Just a year later, Cooley absconded from AltaPointe by jumping from a car on the way to a medical appointment. Id., 2020 U.S. Dist. LEXIS 21111, at *3, 2020 WL 1017904, at *1. He was arrested in September 2019. Id. The state circuit court found, after holding an evidentiary hearing, that “as a direct result of his mental illness and as a consequence thereof, [Cooley] poses a real and present threat of substantial harm to himself and others.” Id. Accordingly, the court ordered Cooley returned to the custody of ADMH, reinstated the conditions originally governing his placement with ADMH, and ordered Cooley held in Mobile County Metro Jail until a bed became available for him at ADMH. Id., 2020 U.S. Dist. LEXIS 21111, at *3-4, 2020 WL 1017904, at *1.
In 2021, less than two years after Cooley was recaptured, ADMH requested that Cooley be transferred to a community mental health group home called Indian Rivers Behavioral Health (“Indian Rivers”) in Tuscaloosa, Alabama. (Doc. 20 at 14; Doc. 20-1 at 78). The state circuit court granted that request, but then Cooley eloped from Indian Rivers too. (Doc. 20-1 at 8). He was apprehended in January 2022 and recommitted to ADMH. (Doc. 20 at 14; Doc. 20-1 at 8; Doc. 20-23). Cooley was held at Mobile County Metro Jail pending admission to an ADMH facility until September 21, 2023, when he was transferred to Hill Crest. (Doc. 20 at 15; Doc. 20-23; Doc. 23 at 1-2). It appears that Cooley is now in ADMH custody at Hill Crest. (See Doc. 23 at 2; Doc. 32 at 1).

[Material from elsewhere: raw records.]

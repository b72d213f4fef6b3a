//! Section/part grouping
//!
//! The `Order` block names sections and the instrument families inside
//! them, but says nothing about where parts sit. Grouping is therefore a
//! single pass over the parts in document order: contiguous runs of parts
//! that match the same section become one [`PartGroup::Section`].

use crate::converters::mscx::mscx_to_lilypond::types::{OrderInfo, PartGroup, PartInfo, Section};

/// First section whose family list or id occurs in the instrument id
pub fn find_section<'a>(instrument_id: &str, sections: &'a [Section]) -> Option<&'a Section> {
    if instrument_id.is_empty() {
        return None;
    }
    sections.iter().find(|section| {
        let shares_family = section
            .family
            .iter()
            .any(|family| !family.is_empty() && instrument_id.contains(family.as_str()));
        let shares_id = !section.id.is_empty() && instrument_id.contains(section.id.as_str());
        shares_family || shares_id
    })
}

struct OpenSection {
    id: String,
    bar_line_span: bool,
    parts: Vec<PartInfo>,
}

impl OpenSection {
    fn close(self) -> PartGroup {
        PartGroup::Section {
            id: self.id,
            bar_line_span: self.bar_line_span,
            parts: self.parts,
        }
    }
}

/// Group parts into sections without reordering them.
///
/// A part that matches no section closes the open section before it is
/// emitted on its own, so flattening the result always yields the input
/// order.
pub fn group_parts(parts: Vec<PartInfo>, order: &OrderInfo) -> Vec<PartGroup> {
    let mut groups = Vec::new();
    let mut open: Option<OpenSection> = None;

    for part in parts {
        let section = find_section(part.primary_instrument_id(), &order.sections);

        if let Some(section) = section {
            if let Some(current) = open.as_mut().filter(|current| current.id == section.id) {
                current.parts.push(part);
                continue;
            }
        }

        if let Some(current) = open.take() {
            groups.push(current.close());
        }

        match section {
            Some(section) => {
                log::debug!("Opening section '{}' at part '{}'", section.id, part.track_name);
                open = Some(OpenSection {
                    id: section.id.clone(),
                    bar_line_span: section.bar_line_span,
                    parts: vec![part],
                });
            }
            None => groups.push(PartGroup::Part(part)),
        }
    }

    if let Some(current) = open {
        groups.push(current.close());
    }

    groups
}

B. Overview of Current Habeas Proceedings
Cooley's current case in this Court started while he was being held in Mobile Country Metro Jail after his 2022 recapture. He filed a habeas petition in July 2022 challenging his ongoing confinement in Mobile County Metro Jail and, more broadly, his continued commitment by ADMH. (Doc. 1). At the Court's direction (Doc. 2), Cooley filed a new § 2254 habeas petition on the Court's proper form. (Doc. 3). Cooley also filed two other documents that seemingly related to his habeas petition: a “Motion to Release” (Doc. 5) and “The Affidavit of Mr. Jesse Cooley, Jr.” (Doc. 21).
In September 2023, the Court learned that Cooley was no longer incarcerated at Mobile County Metro Jail and had been transferred to Hill Crest. In light of this change in Cooley's incarceration status, the undersigned ordered Cooley to notify the Court whether he intended to proceed with his habeas action (which was principally grounded in his ongoing confinement at Mobile County Metro Jail). (Doc. 24). Cooley responded that he did wish for his habeas action to proceed. (Doc. 25).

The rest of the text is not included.